EXERCISE: Read the records beneath this task and copy every line that contains the string "round".
BEGIN
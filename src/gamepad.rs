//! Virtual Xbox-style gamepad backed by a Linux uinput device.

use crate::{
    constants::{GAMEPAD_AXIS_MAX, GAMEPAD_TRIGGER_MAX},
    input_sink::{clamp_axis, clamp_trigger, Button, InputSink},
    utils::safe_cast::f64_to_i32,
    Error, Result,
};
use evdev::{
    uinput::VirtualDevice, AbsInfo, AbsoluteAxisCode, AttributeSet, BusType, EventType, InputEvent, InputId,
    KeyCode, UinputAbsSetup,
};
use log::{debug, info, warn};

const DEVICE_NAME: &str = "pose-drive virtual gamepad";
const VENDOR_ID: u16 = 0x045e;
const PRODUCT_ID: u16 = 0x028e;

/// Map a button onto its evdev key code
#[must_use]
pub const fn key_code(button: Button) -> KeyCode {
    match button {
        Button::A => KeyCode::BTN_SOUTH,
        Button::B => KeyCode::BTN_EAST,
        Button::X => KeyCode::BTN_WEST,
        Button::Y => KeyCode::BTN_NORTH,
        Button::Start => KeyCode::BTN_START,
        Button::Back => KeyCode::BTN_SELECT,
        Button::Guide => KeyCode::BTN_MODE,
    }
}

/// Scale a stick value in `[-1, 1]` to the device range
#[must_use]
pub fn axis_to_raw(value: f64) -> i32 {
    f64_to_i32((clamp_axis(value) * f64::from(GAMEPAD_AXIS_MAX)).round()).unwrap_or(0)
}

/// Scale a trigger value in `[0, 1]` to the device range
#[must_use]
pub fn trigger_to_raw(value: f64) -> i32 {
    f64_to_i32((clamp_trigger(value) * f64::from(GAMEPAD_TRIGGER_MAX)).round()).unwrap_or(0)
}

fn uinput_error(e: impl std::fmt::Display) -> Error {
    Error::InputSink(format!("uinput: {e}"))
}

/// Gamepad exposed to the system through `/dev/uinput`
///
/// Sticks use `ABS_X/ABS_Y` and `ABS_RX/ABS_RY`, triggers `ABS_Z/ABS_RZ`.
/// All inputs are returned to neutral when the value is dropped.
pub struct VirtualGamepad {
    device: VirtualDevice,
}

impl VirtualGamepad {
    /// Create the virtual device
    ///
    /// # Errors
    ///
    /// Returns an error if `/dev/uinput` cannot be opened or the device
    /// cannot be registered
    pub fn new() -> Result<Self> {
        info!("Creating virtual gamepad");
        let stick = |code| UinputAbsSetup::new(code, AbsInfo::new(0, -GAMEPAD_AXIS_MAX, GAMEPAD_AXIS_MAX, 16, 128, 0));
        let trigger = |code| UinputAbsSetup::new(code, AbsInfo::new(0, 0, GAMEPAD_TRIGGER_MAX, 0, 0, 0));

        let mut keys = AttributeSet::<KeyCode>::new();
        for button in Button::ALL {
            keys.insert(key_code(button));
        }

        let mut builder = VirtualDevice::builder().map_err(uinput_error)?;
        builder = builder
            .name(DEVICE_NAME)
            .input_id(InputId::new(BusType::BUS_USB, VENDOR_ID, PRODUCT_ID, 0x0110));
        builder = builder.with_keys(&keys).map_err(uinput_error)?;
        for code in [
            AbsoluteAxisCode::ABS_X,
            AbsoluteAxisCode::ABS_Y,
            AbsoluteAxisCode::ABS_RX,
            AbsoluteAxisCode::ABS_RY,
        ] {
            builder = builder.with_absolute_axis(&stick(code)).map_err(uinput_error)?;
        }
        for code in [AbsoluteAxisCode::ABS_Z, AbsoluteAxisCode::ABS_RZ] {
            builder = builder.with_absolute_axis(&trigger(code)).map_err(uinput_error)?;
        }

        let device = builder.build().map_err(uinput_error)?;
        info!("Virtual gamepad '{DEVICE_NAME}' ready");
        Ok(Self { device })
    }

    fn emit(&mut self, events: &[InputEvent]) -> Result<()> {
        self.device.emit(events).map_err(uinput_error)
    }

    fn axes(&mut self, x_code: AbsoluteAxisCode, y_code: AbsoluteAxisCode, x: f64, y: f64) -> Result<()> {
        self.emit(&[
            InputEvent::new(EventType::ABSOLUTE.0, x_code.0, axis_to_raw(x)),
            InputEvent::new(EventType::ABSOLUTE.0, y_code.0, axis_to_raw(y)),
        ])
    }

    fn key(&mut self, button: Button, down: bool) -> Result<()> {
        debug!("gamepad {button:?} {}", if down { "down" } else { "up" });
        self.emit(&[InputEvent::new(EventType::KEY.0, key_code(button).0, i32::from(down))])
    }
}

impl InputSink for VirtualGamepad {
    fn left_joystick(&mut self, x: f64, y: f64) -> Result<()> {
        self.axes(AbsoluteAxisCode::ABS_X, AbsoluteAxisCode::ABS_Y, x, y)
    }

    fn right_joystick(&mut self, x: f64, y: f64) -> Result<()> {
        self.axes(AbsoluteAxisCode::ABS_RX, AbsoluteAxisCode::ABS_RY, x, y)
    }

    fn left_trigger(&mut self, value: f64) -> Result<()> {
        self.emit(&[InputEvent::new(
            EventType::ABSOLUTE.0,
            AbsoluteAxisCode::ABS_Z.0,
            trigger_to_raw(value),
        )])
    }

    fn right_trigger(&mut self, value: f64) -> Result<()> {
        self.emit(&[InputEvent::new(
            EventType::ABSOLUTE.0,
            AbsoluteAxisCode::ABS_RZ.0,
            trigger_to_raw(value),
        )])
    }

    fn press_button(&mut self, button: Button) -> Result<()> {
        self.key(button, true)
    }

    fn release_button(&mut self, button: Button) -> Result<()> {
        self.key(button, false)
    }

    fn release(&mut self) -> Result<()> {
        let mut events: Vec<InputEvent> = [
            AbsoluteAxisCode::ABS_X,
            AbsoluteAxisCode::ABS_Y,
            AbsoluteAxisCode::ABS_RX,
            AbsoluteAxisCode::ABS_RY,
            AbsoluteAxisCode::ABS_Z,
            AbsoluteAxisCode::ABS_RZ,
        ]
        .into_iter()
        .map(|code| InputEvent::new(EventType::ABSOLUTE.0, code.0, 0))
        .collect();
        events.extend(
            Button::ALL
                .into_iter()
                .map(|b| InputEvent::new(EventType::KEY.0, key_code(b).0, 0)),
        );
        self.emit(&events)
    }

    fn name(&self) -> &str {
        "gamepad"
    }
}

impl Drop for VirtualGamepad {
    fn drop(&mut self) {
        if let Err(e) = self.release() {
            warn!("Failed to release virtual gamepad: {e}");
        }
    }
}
END
BEGIN
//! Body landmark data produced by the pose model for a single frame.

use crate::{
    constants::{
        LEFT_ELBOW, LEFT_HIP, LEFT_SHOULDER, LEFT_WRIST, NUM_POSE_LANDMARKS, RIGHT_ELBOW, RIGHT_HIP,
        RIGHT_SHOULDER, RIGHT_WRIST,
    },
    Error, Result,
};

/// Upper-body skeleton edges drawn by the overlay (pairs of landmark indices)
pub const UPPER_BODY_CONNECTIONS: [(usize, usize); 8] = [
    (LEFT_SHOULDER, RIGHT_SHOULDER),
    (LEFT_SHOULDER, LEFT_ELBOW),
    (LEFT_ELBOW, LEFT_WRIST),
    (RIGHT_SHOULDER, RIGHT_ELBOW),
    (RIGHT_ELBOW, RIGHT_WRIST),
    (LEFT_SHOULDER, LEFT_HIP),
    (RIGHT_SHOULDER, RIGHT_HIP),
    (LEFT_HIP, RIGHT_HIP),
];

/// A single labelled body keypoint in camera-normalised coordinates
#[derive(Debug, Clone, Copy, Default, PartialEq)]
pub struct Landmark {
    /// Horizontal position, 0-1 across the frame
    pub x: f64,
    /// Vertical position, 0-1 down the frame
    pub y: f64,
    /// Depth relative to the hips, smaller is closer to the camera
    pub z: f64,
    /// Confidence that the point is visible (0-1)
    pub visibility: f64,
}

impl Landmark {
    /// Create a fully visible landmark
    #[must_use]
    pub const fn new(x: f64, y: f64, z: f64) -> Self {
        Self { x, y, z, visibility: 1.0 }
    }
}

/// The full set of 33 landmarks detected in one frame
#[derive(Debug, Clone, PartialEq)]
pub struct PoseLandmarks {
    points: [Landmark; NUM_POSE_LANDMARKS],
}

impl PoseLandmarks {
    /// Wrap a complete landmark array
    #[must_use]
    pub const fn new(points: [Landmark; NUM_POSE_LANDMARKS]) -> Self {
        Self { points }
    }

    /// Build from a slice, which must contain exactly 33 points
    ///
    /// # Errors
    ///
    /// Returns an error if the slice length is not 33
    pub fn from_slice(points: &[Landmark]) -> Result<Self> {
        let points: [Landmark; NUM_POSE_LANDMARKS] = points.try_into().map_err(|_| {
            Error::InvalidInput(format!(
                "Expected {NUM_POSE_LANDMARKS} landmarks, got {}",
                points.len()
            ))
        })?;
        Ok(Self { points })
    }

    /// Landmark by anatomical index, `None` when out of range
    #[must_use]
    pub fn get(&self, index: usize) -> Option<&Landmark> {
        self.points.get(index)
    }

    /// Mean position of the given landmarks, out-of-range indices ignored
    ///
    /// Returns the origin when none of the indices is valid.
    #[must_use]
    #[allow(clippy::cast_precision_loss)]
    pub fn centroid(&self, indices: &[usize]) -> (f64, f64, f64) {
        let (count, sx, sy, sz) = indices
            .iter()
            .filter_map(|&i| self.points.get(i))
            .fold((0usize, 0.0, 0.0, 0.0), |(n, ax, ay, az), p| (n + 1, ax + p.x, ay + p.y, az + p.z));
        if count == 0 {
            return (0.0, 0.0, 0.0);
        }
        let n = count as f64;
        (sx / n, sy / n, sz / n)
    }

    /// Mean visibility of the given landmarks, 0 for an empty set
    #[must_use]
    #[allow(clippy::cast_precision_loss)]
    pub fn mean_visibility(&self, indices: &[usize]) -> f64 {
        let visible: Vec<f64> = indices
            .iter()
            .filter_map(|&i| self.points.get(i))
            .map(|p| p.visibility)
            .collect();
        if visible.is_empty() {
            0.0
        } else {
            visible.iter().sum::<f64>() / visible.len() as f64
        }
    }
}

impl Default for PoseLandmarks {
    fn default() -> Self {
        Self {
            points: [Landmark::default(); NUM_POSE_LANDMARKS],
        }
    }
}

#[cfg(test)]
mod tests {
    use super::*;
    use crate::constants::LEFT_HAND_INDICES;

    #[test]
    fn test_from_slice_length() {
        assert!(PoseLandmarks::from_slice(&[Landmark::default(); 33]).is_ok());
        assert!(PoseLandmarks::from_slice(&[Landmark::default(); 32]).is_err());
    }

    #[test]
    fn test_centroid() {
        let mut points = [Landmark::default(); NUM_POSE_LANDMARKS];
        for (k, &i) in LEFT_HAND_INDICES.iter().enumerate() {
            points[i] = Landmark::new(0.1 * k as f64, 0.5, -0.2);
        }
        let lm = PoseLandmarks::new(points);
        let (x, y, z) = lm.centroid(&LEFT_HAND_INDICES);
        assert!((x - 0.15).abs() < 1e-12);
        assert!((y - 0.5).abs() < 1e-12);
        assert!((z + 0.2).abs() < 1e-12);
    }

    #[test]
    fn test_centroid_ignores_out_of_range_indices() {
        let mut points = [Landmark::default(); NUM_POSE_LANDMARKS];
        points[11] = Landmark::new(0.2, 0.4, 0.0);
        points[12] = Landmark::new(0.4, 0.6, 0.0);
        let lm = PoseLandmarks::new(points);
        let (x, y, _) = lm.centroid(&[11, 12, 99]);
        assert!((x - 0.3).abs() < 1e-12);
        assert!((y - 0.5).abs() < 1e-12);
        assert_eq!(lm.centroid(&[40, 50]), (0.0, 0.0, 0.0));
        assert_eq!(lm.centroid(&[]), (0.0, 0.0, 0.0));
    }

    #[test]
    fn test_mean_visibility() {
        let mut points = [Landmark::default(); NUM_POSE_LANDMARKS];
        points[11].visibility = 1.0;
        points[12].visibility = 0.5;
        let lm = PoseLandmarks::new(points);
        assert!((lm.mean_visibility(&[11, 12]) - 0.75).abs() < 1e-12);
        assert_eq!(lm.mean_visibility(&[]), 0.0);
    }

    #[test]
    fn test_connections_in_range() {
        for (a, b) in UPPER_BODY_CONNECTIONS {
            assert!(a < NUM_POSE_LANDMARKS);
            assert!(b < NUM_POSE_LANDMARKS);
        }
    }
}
END
EXPECTED OUTPUT:
    f64_to_i32((clamp_axis(value) * f64::from(GAMEPAD_AXIS_MAX)).round()).unwrap_or(0)
    f64_to_i32((clamp_trigger(value) * f64::from(GAMEPAD_TRIGGER_MAX)).round()).unwrap_or(0)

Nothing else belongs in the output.